/---

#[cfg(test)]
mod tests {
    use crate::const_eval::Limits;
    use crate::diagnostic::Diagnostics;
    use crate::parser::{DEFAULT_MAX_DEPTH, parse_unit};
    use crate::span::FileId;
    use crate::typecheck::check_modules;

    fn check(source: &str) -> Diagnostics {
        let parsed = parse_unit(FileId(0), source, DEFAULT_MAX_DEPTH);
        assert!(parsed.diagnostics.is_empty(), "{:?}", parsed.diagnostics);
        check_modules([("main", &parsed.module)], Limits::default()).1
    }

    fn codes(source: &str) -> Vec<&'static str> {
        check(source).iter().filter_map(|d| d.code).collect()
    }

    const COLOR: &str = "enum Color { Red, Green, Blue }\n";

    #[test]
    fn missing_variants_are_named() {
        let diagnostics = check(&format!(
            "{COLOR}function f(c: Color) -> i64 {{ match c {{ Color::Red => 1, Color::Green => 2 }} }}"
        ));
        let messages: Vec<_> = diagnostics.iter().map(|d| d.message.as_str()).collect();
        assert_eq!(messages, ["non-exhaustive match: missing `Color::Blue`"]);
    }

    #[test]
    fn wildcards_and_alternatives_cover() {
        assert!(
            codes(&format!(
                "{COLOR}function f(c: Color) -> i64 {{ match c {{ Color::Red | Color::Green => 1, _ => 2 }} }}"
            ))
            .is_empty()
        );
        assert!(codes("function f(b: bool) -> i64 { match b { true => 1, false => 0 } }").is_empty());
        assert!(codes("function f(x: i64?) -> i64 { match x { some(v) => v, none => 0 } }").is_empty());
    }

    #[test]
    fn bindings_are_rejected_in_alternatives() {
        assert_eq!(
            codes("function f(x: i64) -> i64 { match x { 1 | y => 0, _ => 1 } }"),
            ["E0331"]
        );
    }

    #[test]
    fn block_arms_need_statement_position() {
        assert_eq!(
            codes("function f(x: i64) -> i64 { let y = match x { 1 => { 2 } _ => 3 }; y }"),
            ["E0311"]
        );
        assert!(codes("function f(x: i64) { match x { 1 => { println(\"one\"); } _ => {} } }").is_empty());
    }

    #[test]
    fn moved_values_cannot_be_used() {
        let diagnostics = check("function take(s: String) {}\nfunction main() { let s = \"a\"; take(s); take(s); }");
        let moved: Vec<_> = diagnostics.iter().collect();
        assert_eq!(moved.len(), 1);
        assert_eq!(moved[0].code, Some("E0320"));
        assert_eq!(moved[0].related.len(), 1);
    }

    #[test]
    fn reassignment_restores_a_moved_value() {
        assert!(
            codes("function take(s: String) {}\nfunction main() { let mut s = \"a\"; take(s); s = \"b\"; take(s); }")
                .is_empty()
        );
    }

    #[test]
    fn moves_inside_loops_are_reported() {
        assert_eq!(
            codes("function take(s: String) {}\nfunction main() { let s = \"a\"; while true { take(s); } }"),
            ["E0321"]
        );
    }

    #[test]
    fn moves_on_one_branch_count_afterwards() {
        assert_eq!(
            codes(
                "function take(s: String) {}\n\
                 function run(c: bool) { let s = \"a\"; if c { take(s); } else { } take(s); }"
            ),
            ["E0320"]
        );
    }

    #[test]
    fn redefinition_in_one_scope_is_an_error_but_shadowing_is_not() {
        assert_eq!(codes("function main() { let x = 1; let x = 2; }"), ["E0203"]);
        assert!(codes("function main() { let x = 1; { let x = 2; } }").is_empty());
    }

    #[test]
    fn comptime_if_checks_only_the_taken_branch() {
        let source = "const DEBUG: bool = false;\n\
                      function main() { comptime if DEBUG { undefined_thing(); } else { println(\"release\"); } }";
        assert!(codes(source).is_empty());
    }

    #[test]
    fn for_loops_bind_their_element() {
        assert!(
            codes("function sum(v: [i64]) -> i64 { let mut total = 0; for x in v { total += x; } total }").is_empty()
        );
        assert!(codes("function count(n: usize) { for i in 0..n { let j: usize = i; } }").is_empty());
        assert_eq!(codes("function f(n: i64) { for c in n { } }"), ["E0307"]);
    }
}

\---

Take the material above and return all of it exactly.

#[cfg(test)]
mod tests {
    use crate::const_eval::Limits;
    use crate::diagnostic::Diagnostics;
    use crate::parser::{DEFAULT_MAX_DEPTH, parse_unit};
    use crate::span::FileId;
    use crate::typecheck::check_modules;

    fn check(source: &str) -> Diagnostics {
        let parsed = parse_unit(FileId(0), source, DEFAULT_MAX_DEPTH);
        assert!(parsed.diagnostics.is_empty(), "{:?}", parsed.diagnostics);
        check_modules([("main", &parsed.module)], Limits::default()).1
    }

    fn codes(source: &str) -> Vec<&'static str> {
        check(source).iter().filter_map(|d| d.code).collect()
    }

    const COLOR: &str = "enum Color { Red, Green, Blue }\n";

    #[test]
    fn missing_variants_are_named() {
        let diagnostics = check(&format!(
            "{COLOR}function f(c: Color) -> i64 {{ match c {{ Color::Red => 1, Color::Green => 2 }} }}"
        ));
        let messages: Vec<_> = diagnostics.iter().map(|d| d.message.as_str()).collect();
        assert_eq!(messages, ["non-exhaustive match: missing `Color::Blue`"]);
    }

    #[test]
    fn wildcards_and_alternatives_cover() {
        assert!(
            codes(&format!(
                "{COLOR}function f(c: Color) -> i64 {{ match c {{ Color::Red | Color::Green => 1, _ => 2 }} }}"
            ))
            .is_empty()
        );
        assert!(codes("function f(b: bool) -> i64 { match b { true => 1, false => 0 } }").is_empty());
        assert!(codes("function f(x: i64?) -> i64 { match x { some(v) => v, none => 0 } }").is_empty());
    }

    #[test]
    fn bindings_are_rejected_in_alternatives() {
        assert_eq!(
            codes("function f(x: i64) -> i64 { match x { 1 | y => 0, _ => 1 } }"),
            ["E0331"]
        );
    }

    #[test]
    fn block_arms_need_statement_position() {
        assert_eq!(
            codes("function f(x: i64) -> i64 { let y = match x { 1 => { 2 } _ => 3 }; y }"),
            ["E0311"]
        );
        assert!(codes("function f(x: i64) { match x { 1 => { println(\"one\"); } _ => {} } }").is_empty());
    }

    #[test]
    fn moved_values_cannot_be_used() {
        let diagnostics = check("function take(s: String) {}\nfunction main() { let s = \"a\"; take(s); take(s); }");
        let moved: Vec<_> = diagnostics.iter().collect();
        assert_eq!(moved.len(), 1);
        assert_eq!(moved[0].code, Some("E0320"));
        assert_eq!(moved[0].related.len(), 1);
    }

    #[test]
    fn reassignment_restores_a_moved_value() {
        assert!(
            codes("function take(s: String) {}\nfunction main() { let mut s = \"a\"; take(s); s = \"b\"; take(s); }")
                .is_empty()
        );
    }

    #[test]
    fn moves_inside_loops_are_reported() {
        assert_eq!(
            codes("function take(s: String) {}\nfunction main() { let s = \"a\"; while true { take(s); } }"),
            ["E0321"]
        );
    }

    #[test]
    fn moves_on_one_branch_count_afterwards() {
        assert_eq!(
            codes(
                "function take(s: String) {}\n\
                 function run(c: bool) { let s = \"a\"; if c { take(s); } else { } take(s); }"
            ),
            ["E0320"]
        );
    }

    #[test]
    fn redefinition_in_one_scope_is_an_error_but_shadowing_is_not() {
        assert_eq!(codes("function main() { let x = 1; let x = 2; }"), ["E0203"]);
        assert!(codes("function main() { let x = 1; { let x = 2; } }").is_empty());
    }

    #[test]
    fn comptime_if_checks_only_the_taken_branch() {
        let source = "const DEBUG: bool = false;\n\
                      function main() { comptime if DEBUG { undefined_thing(); } else { println(\"release\"); } }";
        assert!(codes(source).is_empty());
    }

    #[test]
    fn for_loops_bind_their_element() {
        assert!(
            codes("function sum(v: [i64]) -> i64 { let mut total = 0; for x in v { total += x; } total }").is_empty()
        );
        assert!(codes("function count(n: usize) { for i in 0..n { let j: usize = i; } }").is_empty());
        assert_eq!(codes("function f(n: i64) { for c in n { } }"), ["E0307"]);
    }
}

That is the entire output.